┏━━
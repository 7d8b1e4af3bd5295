use std::fmt;
use std::fs::File;
use std::io::{BufRead, BufReader, Read};

use camino::Utf8Path;
use flate2::read::MultiGzDecoder;
use serde::{Deserialize, Serialize};

use crate::domain::SampleCount;
use crate::error::PipelineError;

const GZIP_MAGIC: [u8; 2] = [0x1f, 0x8b];
const HDF5_MAGIC: [u8; 8] = [0x89, b'H', b'D', b'F', b'\r', b'\n', 0x1a, b'\n'];
const CAMI_HEADERS: [&str; 4] = ["@SampleID", "@Version", "@Ranks", "@@TAXID"];
const BIOM_FORMAT_PREFIX: &str = "Biological Observation Matrix";
const BIOM_TSV_HEADER: &str = "#OTU ID";
const CAMI_EXTENSIONS: [&str; 2] = ["profile", "cami"];

#[derive(Debug, Clone, Copy, PartialEq, Eq, Serialize)]
#[serde(rename_all = "kebab-case")]
pub enum ProfileFormat {
    Cami,
    BiomJson,
    BiomHdf5,
    BiomTsv,
    Unknown,
}

impl fmt::Display for ProfileFormat {
    fn fmt(&self, f: &mut fmt::Formatter<'_>) -> fmt::Result {
        match self {
            ProfileFormat::Cami => write!(f, "cami"),
            ProfileFormat::BiomJson => write!(f, "biom-json"),
            ProfileFormat::BiomHdf5 => write!(f, "biom-hdf5"),
            ProfileFormat::BiomTsv => write!(f, "biom-tsv"),
            ProfileFormat::Unknown => write!(f, "unknown"),
        }
    }
}

#[derive(Debug, Clone, PartialEq, Eq, Serialize)]
pub struct ProfileSummary {
    pub format: ProfileFormat,
    pub compressed: bool,
    pub samples: Option<u32>,
}

impl ProfileSummary {
    pub fn sample_count(&self, requested: Option<u32>) -> SampleCount {
        if let Some(count) = requested {
            return SampleCount::Explicit(count);
        }
        match (self.format, self.samples) {
            (ProfileFormat::Cami, _) => SampleCount::FromProfile(1),
            (_, Some(count)) => SampleCount::FromProfile(count),
            (_, None) => SampleCount::ResolverDefault,
        }
    }
}

#[derive(Debug, Deserialize)]
struct BiomHeader {
    #[serde(default)]
    format: Option<String>,
    #[serde(default)]
    shape: Option<Vec<u64>>,
}

pub fn inspect(path: &Utf8Path) -> Result<ProfileSummary, PipelineError> {
    let read_err = |err: std::io::Error| PipelineError::ProfileRead {
        path: path.as_std_path().to_path_buf(),
        message: err.to_string(),
    };
    let file = File::open(path.as_std_path()).map_err(read_err)?;
    let mut reader = BufReader::new(file);
    let compressed = reader.fill_buf().map_err(read_err)?.starts_with(&GZIP_MAGIC);

    let mut content = Vec::new();
    if compressed {
        MultiGzDecoder::new(reader)
            .read_to_end(&mut content)
            .map_err(read_err)?;
    } else {
        reader.read_to_end(&mut content).map_err(read_err)?;
    }

    let (format, samples) = detect(&content)
        .or_else(|| has_cami_extension(path).then_some((ProfileFormat::Cami, Some(1))))
        .unwrap_or((ProfileFormat::Unknown, None));
    Ok(ProfileSummary {
        format,
        compressed,
        samples,
    })
}

fn detect(content: &[u8]) -> Option<(ProfileFormat, Option<u32>)> {
    if content.starts_with(&HDF5_MAGIC) {
        return Some((ProfileFormat::BiomHdf5, None));
    }

    let text = String::from_utf8_lossy(content);
    let body = text.trim_start();
    if body.starts_with('{') {
        let header: BiomHeader = serde_json::from_str(body).ok()?;
        let is_biom = header
            .format
            .as_deref()
            .map(|value| value.starts_with(BIOM_FORMAT_PREFIX))
            .unwrap_or(false);
        if !is_biom && header.shape.is_none() {
            return None;
        }
        let samples = header
            .shape
            .as_ref()
            .and_then(|shape| shape.get(1))
            .and_then(|count| u32::try_from(*count).ok());
        return Some((ProfileFormat::BiomJson, samples));
    }

    let is_cami = body.lines().map(str::trim_start).any(|line| {
        CAMI_HEADERS
            .iter()
            .any(|header| line.to_ascii_uppercase().starts_with(&header.to_ascii_uppercase()))
    });
    if is_cami {
        let samples = body
            .lines()
            .filter(|line| line.trim_start().to_ascii_uppercase().starts_with("@SAMPLEID"))
            .count();
        return Some((ProfileFormat::Cami, u32::try_from(samples.max(1)).ok()));
    }

    let header = body
        .lines()
        .take_while(|line| line.starts_with('#'))
        .find(|line| {
            line.get(..BIOM_TSV_HEADER.len())
                .is_some_and(|prefix| prefix.eq_ignore_ascii_case(BIOM_TSV_HEADER))
        })?;
    let mut columns: Vec<&str> = header.split('\t').skip(1).map(str::trim).collect();
    if columns
        .last()
        .is_some_and(|column| column.eq_ignore_ascii_case("taxonomy"))
    {
        columns.pop();
    }
    Some((ProfileFormat::BiomTsv, u32::try_from(columns.len()).ok()))
}

fn has_cami_extension(path: &Utf8Path) -> bool {
    let name = path.file_name().unwrap_or_default().to_ascii_lowercase();
    let name = name.strip_suffix(".gz").unwrap_or(&name);
    name.rsplit_once('.')
        .is_some_and(|(_, extension)| CAMI_EXTENSIONS.contains(&extension))
}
┗━━
- **Exercise**:
Go through the records above and return each line in which the word "const" occurs.

- **Solution below**:
const GZIP_MAGIC: [u8; 2] = [0x1f, 0x8b];
const HDF5_MAGIC: [u8; 8] = [0x89, b'H', b'D', b'F', b'\r', b'\n', 0x1a, b'\n'];
const CAMI_HEADERS: [&str; 4] = ["@SampleID", "@Version", "@Ranks", "@@TAXID"];
const BIOM_FORMAT_PREFIX: &str = "Biological Observation Matrix";
const BIOM_TSV_HEADER: &str = "#OTU ID";
const CAMI_EXTENSIONS: [&str; 2] = ["profile", "cami"];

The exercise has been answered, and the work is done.